What this task involves
Retype each line below precisely.

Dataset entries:
//! Benchmarks for table row insertion, criteria search and sorting.

use criterion::{black_box, criterion_group, criterion_main, BenchmarkId, Criterion};
use tabula_core::{DataType, Record, Value};
use tabula_table::{Criteria, SortCriterion, SortOrder, Table};

fn create_table() -> Table {
    let mut table = Table::new("quotes");
    table.add_column(("id", DataType::Number)).unwrap();
    table.add_column(("price", DataType::Number)).unwrap();
    table.add_column(("symbol", DataType::String)).unwrap();
    table.add_column(("sector", DataType::String)).unwrap();
    table.set_primary_key(&["id"]).unwrap();
    table
}

fn populate(table: &mut Table, count: u64) {
    let sectors = ["Tech", "Finance", "Health", "Energy", "Consumer"];
    for i in 1..=count {
        table
            .add_row(
                Record::new()
                    .with("id", i as i64)
                    .with("price", 100.0 + ((i * 7919) % 1000) as f64 * 0.1)
                    .with("symbol", format!("SYM{}", i))
                    .with("sector", sectors[(i as usize) % sectors.len()]),
            )
            .unwrap();
    }
}

fn insert_benchmark(c: &mut Criterion) {
    let mut group = c.benchmark_group("table_insert");
    for count in [100u64, 1_000, 10_000] {
        group.bench_with_input(BenchmarkId::from_parameter(count), &count, |b, &count| {
            b.iter(|| {
                let mut table = create_table();
                populate(&mut table, count);
                black_box(table.row_count())
            });
        });
    }
    group.finish();
}

fn search_benchmark(c: &mut Criterion) {
    let mut table = create_table();
    populate(&mut table, 10_000);
    let criteria = Criteria::new()
        .eq("sector", "Tech")
        .gt("price", 150)
        .lte("price", Value::Number(180.0));

    c.bench_function("find_rows_criteria_10k", |b| {
        b.iter(|| black_box(table.find_rows(black_box(&criteria)).len()))
    });
}

fn sort_benchmark(c: &mut Criterion) {
    let mut table = create_table();
    populate(&mut table, 10_000);

    c.bench_function("sort_number_10k", |b| {
        b.iter(|| {
            let mut copy = table.clone();
            copy.sort("price", SortOrder::Desc).unwrap();
            black_box(copy.row_count())
        })
    });

    c.bench_function("sort_multiple_10k", |b| {
        let keys = [SortCriterion::asc("sector"), SortCriterion::desc("price")];
        b.iter(|| {
            let mut copy = table.clone();
            copy.sort_multiple(&keys).unwrap();
            black_box(copy.row_count())
        })
    });
}

criterion_group!(benches, insert_benchmark, search_benchmark, sort_benchmark);
criterion_main!(benches);
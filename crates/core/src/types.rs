//! Data type definitions for Tabula tables.
//!
//! A column either declares one of these types or is untyped
//! (`Option<DataType>::None`), in which case written values are stored as is.

use core::fmt;
use core::str::FromStr;
use serde::{Deserialize, Serialize};

/// Declared type of a column.
#[derive(Clone, Copy, Debug, PartialEq, Eq, Hash, Serialize, Deserialize)]
#[serde(rename_all = "lowercase")]
pub enum DataType {
    /// 64-bit floating point number
    Number,
    /// UTF-8 string
    String,
    /// Boolean (true/false)
    Boolean,
    /// Date and time without a zone, compared by millisecond timestamp
    Date,
}

impl DataType {
    /// Returns the lowercase name used in schema records.
    pub fn as_str(&self) -> &'static str {
        match self {
            DataType::Number => "number",
            DataType::String => "string",
            DataType::Boolean => "boolean",
            DataType::Date => "date",
        }
    }
}

impl fmt::Display for DataType {
    fn fmt(&self, f: &mut fmt::Formatter<'_>) -> fmt::Result {
        f.write_str(self.as_str())
    }
}

impl FromStr for DataType {
    type Err = String;

    fn from_str(s: &str) -> Result<Self, Self::Err> {
        match s.to_ascii_lowercase().as_str() {
            "number" => Ok(DataType::Number),
            "string" => Ok(DataType::String),
            "boolean" => Ok(DataType::Boolean),
            "date" => Ok(DataType::Date),
            other => Err(format!("unknown data type: {}", other)),
        }
    }
}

Answer to the problem
//! Benchmarks for table row insertion, criteria search and sorting.

use criterion::{black_box, criterion_group, criterion_main, BenchmarkId, Criterion};
use tabula_core::{DataType, Record, Value};
use tabula_table::{Criteria, SortCriterion, SortOrder, Table};

fn create_table() -> Table {
    let mut table = Table::new("quotes");
    table.add_column(("id", DataType::Number)).unwrap();
    table.add_column(("price", DataType::Number)).unwrap();
    table.add_column(("symbol", DataType::String)).unwrap();
    table.add_column(("sector", DataType::String)).unwrap();
    table.set_primary_key(&["id"]).unwrap();
    table
}

fn populate(table: &mut Table, count: u64) {
    let sectors = ["Tech", "Finance", "Health", "Energy", "Consumer"];
    for i in 1..=count {
        table
            .add_row(
                Record::new()
                    .with("id", i as i64)
                    .with("price", 100.0 + ((i * 7919) % 1000) as f64 * 0.1)
                    .with("symbol", format!("SYM{}", i))
                    .with("sector", sectors[(i as usize) % sectors.len()]),
            )
            .unwrap();
    }
}

fn insert_benchmark(c: &mut Criterion) {
    let mut group = c.benchmark_group("table_insert");
    for count in [100u64, 1_000, 10_000] {
        group.bench_with_input(BenchmarkId::from_parameter(count), &count, |b, &count| {
            b.iter(|| {
                let mut table = create_table();
                populate(&mut table, count);
                black_box(table.row_count())
            });
        });
    }
    group.finish();
}

fn search_benchmark(c: &mut Criterion) {
    let mut table = create_table();
    populate(&mut table, 10_000);
    let criteria = Criteria::new()
        .eq("sector", "Tech")
        .gt("price", 150)
        .lte("price", Value::Number(180.0));

    c.bench_function("find_rows_criteria_10k", |b| {
        b.iter(|| black_box(table.find_rows(black_box(&criteria)).len()))
    });
}

fn sort_benchmark(c: &mut Criterion) {
    let mut table = create_table();
    populate(&mut table, 10_000);

    c.bench_function("sort_number_10k", |b| {
        b.iter(|| {
            let mut copy = table.clone();
            copy.sort("price", SortOrder::Desc).unwrap();
            black_box(copy.row_count())
        })
    });

    c.bench_function("sort_multiple_10k", |b| {
        let keys = [SortCriterion::asc("sector"), SortCriterion::desc("price")];
        b.iter(|| {
            let mut copy = table.clone();
            copy.sort_multiple(&keys).unwrap();
            black_box(copy.row_count())
        })
    });
}

criterion_group!(benches, insert_benchmark, search_benchmark, sort_benchmark);
criterion_main!(benches);
filename crates/core/src/types.rs
//! Data type definitions for Tabula tables.
//!
//! A column either declares one of these types or is untyped
//! (`Option<DataType>::None`), in which case written values are stored as is.

use core::fmt;
use core::str::FromStr;
use serde::{Deserialize, Serialize};

/// Declared type of a column.
#[derive(Clone, Copy, Debug, PartialEq, Eq, Hash, Serialize, Deserialize)]
#[serde(rename_all = "lowercase")]
pub enum DataType {
    /// 64-bit floating point number
    Number,
    /// UTF-8 string
    String,
    /// Boolean (true/false)
    Boolean,
    /// Date and time without a zone, compared by millisecond timestamp
    Date,
}

impl DataType {
    /// Returns the lowercase name used in schema records.
    pub fn as_str(&self) -> &'static str {
        match self {
            DataType::Number => "number",
            DataType::String => "string",
            DataType::Boolean => "boolean",
            DataType::Date => "date",
        }
    }
}

impl fmt::Display for DataType {
    fn fmt(&self, f: &mut fmt::Formatter<'_>) -> fmt::Result {
        f.write_str(self.as_str())
    }
}

impl FromStr for DataType {
    type Err = String;

    fn from_str(s: &str) -> Result<Self, Self::Err> {
        match s.to_ascii_lowercase().as_str() {
            "number" => Ok(DataType::Number),
            "string" => Ok(DataType::String),
            "boolean" => Ok(DataType::Boolean),
            "date" => Ok(DataType::Date),
            other => Err(format!("unknown data type: {}", other)),
        }
    }
}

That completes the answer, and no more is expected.